Repeat each record that follows, keeping it identical.

[Extracted data entries]
══════

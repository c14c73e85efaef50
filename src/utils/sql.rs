/// 转义 LIKE 模式中的通配符
///
/// 用户输入的搜索词作为字面量匹配，% 与 _ 不再起通配作用。
pub fn escape_like_pattern(input: &str) -> String {
    input
        .replace('\\', "\\\\")
        .replace('%', "\\%")
        .replace('_', "\\_")
}

#[cfg(test)]
mod tests {
    use super::*;

    #[test]
    fn test_escape_like_pattern() {
        assert_eq!(escape_like_pattern("rust"), "rust");
        assert_eq!(escape_like_pattern("100%"), "100\\%");
        assert_eq!(escape_like_pattern("a_b"), "a\\_b");
        assert_eq!(escape_like_pattern("a\\b"), "a\\\\b");
    }
}
use serde::Serialize;
use ts_rs::TS;

use super::entities::{Assignment, AssignmentSubmission};

/// 提交响应
#[derive(Debug, Serialize, TS)]
#[ts(export, export_to = "../frontend/src/types/generated/assignment.ts")]
pub struct SubmissionResponse {
    pub submission: AssignmentSubmission,
}

/// 作业响应
#[derive(Debug, Serialize, TS)]
#[ts(export, export_to = "../frontend/src/types/generated/assignment.ts")]
pub struct AssignmentResponse {
    pub assignment: Assignment,
}

/// 作业列表响应（管理端按课时查询）
#[derive(Debug, Serialize, TS)]
#[ts(export, export_to = "../frontend/src/types/generated/assignment.ts")]
pub struct AssignmentListResponse {
    pub assignments: Vec<Assignment>,
}

/// 评分结果响应
#[derive(Debug, Serialize, TS)]
#[ts(export, export_to = "../frontend/src/types/generated/assignment.ts")]
pub struct GradedSubmissionResponse {
    pub id: i64,
    pub score: Option<i32>,
    pub feedback: Option<String>,
    pub graded_at: Option<chrono::DateTime<chrono::Utc>>,
}

/// 管理端提交列表条目（附作业/课程/学生信息）
#[derive(Debug, Serialize, TS)]
#[ts(export, export_to = "../frontend/src/types/generated/assignment.ts")]
pub struct AdminSubmissionItem {
    pub submission: AssignmentSubmission,
    pub assignment_title: String,
    pub course_title: String,
    pub student_name: String,
    pub student_email: String,
}

/// 管理端提交列表响应
#[derive(Debug, Serialize, TS)]
#[ts(export, export_to = "../frontend/src/types/generated/assignment.ts")]
pub struct SubmissionListResponse {
    pub submissions: Vec<AdminSubmissionItem>,
}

══════

* [Answer for the task]:
repository c14c73e85efaef50
filename src/utils/sql.rs
/// 转义 LIKE 模式中的通配符
///
/// 用户输入的搜索词作为字面量匹配，% 与 _ 不再起通配作用。
pub fn escape_like_pattern(input: &str) -> String {
    input
        .replace('\\', "\\\\")
        .replace('%', "\\%")
        .replace('_', "\\_")
}

#[cfg(test)]
mod tests {
    use super::*;

    #[test]
    fn test_escape_like_pattern() {
        assert_eq!(escape_like_pattern("rust"), "rust");
        assert_eq!(escape_like_pattern("100%"), "100\\%");
        assert_eq!(escape_like_pattern("a_b"), "a\\_b");
        assert_eq!(escape_like_pattern("a\\b"), "a\\\\b");
    }
}
use serde::Serialize;
use ts_rs::TS;

use super::entities::{Assignment, AssignmentSubmission};

/// 提交响应
#[derive(Debug, Serialize, TS)]
#[ts(export, export_to = "../frontend/src/types/generated/assignment.ts")]
pub struct SubmissionResponse {
    pub submission: AssignmentSubmission,
}

/// 作业响应
#[derive(Debug, Serialize, TS)]
#[ts(export, export_to = "../frontend/src/types/generated/assignment.ts")]
pub struct AssignmentResponse {
    pub assignment: Assignment,
}

/// 作业列表响应（管理端按课时查询）
#[derive(Debug, Serialize, TS)]
#[ts(export, export_to = "../frontend/src/types/generated/assignment.ts")]
pub struct AssignmentListResponse {
    pub assignments: Vec<Assignment>,
}

/// 评分结果响应
#[derive(Debug, Serialize, TS)]
#[ts(export, export_to = "../frontend/src/types/generated/assignment.ts")]
pub struct GradedSubmissionResponse {
    pub id: i64,
    pub score: Option<i32>,
    pub feedback: Option<String>,
    pub graded_at: Option<chrono::DateTime<chrono::Utc>>,
}

/// 管理端提交列表条目（附作业/课程/学生信息）
#[derive(Debug, Serialize, TS)]
#[ts(export, export_to = "../frontend/src/types/generated/assignment.ts")]
pub struct AdminSubmissionItem {
    pub submission: AssignmentSubmission,
    pub assignment_title: String,
    pub course_title: String,
    pub student_name: String,
    pub student_email: String,
}

/// 管理端提交列表响应
#[derive(Debug, Serialize, TS)]
#[ts(export, export_to = "../frontend/src/types/generated/assignment.ts")]
pub struct SubmissionListResponse {
    pub submissions: Vec<AdminSubmissionItem>,
}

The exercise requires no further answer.